-- EXERCISE DIRECTIONS --
Return all lines in the material below that contain "mask".
-------
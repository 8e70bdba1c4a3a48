//! Watermark removal CLI
//!
//! Single-image command-line frontend over the pipeline orchestrator with a
//! progress bar wired to the progress reporter seam.

use crate::{
    config::{ExecutionProvider, ProcessorConfig, RegionRatios, DEFAULT_MODEL_INPUT_SIZE},
    models::ModelSource,
    processor::WatermarkRemovalProcessor,
    services::progress::{
        ConsoleProgressReporter, PipelineStage, ProgressReporter, ProgressUpdate,
    },
    tracing_config::init_cli_tracing,
};
use anyhow::{Context, Result};
use clap::Parser;
use indicatif::{ProgressBar, ProgressStyle};
use log::info;
use std::path::{Path, PathBuf};

/// Watermark removal CLI tool
#[derive(Parser)]
#[command(author, version, about, long_about = None)]
#[command(name = "watermark-inpaint")]
pub struct Cli {
    /// Input image file
    #[arg(value_name = "INPUT")]
    pub input: PathBuf,

    /// Path to the inpainting model file (.onnx)
    #[arg(short, long, value_name = "MODEL")]
    pub model: PathBuf,

    /// Output file [default: <input stem>-clean.png]
    #[arg(short, long, value_name = "OUTPUT")]
    pub output: Option<PathBuf>,

    /// Width ratio of the inference mask region (falls back to 0.15 when not a number)
    #[arg(long, value_name = "RATIO")]
    pub width_ratio: Option<String>,

    /// Height ratio of the inference mask region (falls back to 0.15 when not a number)
    #[arg(long, value_name = "RATIO")]
    pub height_ratio: Option<String>,

    /// Ratio of the extended blend region (falls back to 0.16 when not a number)
    #[arg(long, value_name = "RATIO")]
    pub extended_ratio: Option<String>,

    /// Execution provider (auto, cpu, cuda, coreml)
    #[arg(short, long, default_value = "auto")]
    pub execution_provider: String,

    /// Square model input resolution
    #[arg(long, default_value_t = DEFAULT_MODEL_INPUT_SIZE)]
    pub input_size: u32,

    /// Number of threads (0 = auto-detect optimal threading)
    #[arg(short, long, default_value_t = 0)]
    pub threads: usize,

    /// Enable verbose logging (-v: INFO, -vv: DEBUG, -vvv: TRACE)
    #[arg(short, long, action = clap::ArgAction::Count)]
    pub verbose: u8,

    /// Suppress the progress bar
    #[arg(short, long)]
    pub quiet: bool,
}

/// Progress reporter driving an indicatif bar
struct BarProgressReporter {
    bar: ProgressBar,
}

impl BarProgressReporter {
    fn new() -> Self {
        let bar = ProgressBar::new(100);
        bar.set_style(
            ProgressStyle::with_template("{bar:40.cyan/blue} {pos:>3}% {msg}")
                .unwrap_or_else(|_| ProgressStyle::default_bar()),
        );
        Self { bar }
    }

    #[allow(dead_code)]
    fn finish(&self) {
        self.bar.finish_and_clear();
    }
}

impl ProgressReporter for BarProgressReporter {
    fn report_progress(&self, update: ProgressUpdate) {
        self.bar.set_position(u64::from(update.progress));
        self.bar.set_message(update.message);
    }

    fn report_error(&self, stage: PipelineStage, error: &str) {
        self.bar
            .abandon_with_message(format!("{}: {error}", stage.description()));
    }
}

/// Default output path: input stem with a `-clean.png` suffix
fn default_output_path(input: &Path) -> PathBuf {
    let stem = input
        .file_stem()
        .map_or_else(|| "output".to_string(), |s| s.to_string_lossy().into_owned());
    input.with_file_name(format!("{stem}-clean.png"))
}

/// CLI entry point
///
/// # Errors
/// - Invalid arguments or configuration
/// - Any pipeline stage error
pub async fn main() -> Result<()> {
    let cli = Cli::parse();
    init_cli_tracing(cli.verbose)?;
    run(cli).await
}

async fn run(cli: Cli) -> Result<()> {
    let ratios = RegionRatios::from_overrides(
        cli.width_ratio.as_deref(),
        cli.height_ratio.as_deref(),
        cli.extended_ratio.as_deref(),
    );
    let provider: ExecutionProvider = cli
        .execution_provider
        .parse()
        .context("Invalid execution provider")?;

    let config = ProcessorConfig::builder()
        .model(ModelSource::File(cli.model.clone()))
        .ratios(ratios)
        .model_input_size(cli.input_size)
        .execution_provider(provider)
        .intra_threads(cli.threads)
        .build()
        .context("Invalid processor configuration")?;

    let mut processor =
        WatermarkRemovalProcessor::new(config).context("Failed to create processor")?;

    let bar = if cli.quiet {
        processor.set_progress_reporter(Box::new(ConsoleProgressReporter::new(cli.verbose > 0)));
        None
    } else {
        let reporter = BarProgressReporter::new();
        let bar_handle = reporter.bar.clone();
        processor.set_progress_reporter(Box::new(reporter));
        Some(bar_handle)
    };

    let output_path = cli
        .output
        .clone()
        .unwrap_or_else(|| default_output_path(&cli.input));

    let output = processor
        .process_file(&cli.input)
        .await
        .with_context(|| format!("Failed to process '{}'", cli.input.display()))?
        .context("Pipeline rejected the run request")?;

    if let Some(bar) = bar {
        bar.finish_and_clear();
    }

    output
        .save_png(&output_path)
        .with_context(|| format!("Failed to write '{}'", output_path.display()))?;

    info!(
        "Cleaned {}x{} image in {}ms (model load {}ms, inference {}ms)",
        output.original_dimensions.0,
        output.original_dimensions.1,
        output.timings.total_ms,
        output.timings.model_load_ms,
        output.timings.inference_ms
    );
    println!("{}", output_path.display());

    Ok(())
}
-------
-- EXPECTED ANSWER --
    /// Width ratio of the inference mask region (falls back to 0.15 when not a number)
    /// Height ratio of the inference mask region (falls back to 0.15 when not a number)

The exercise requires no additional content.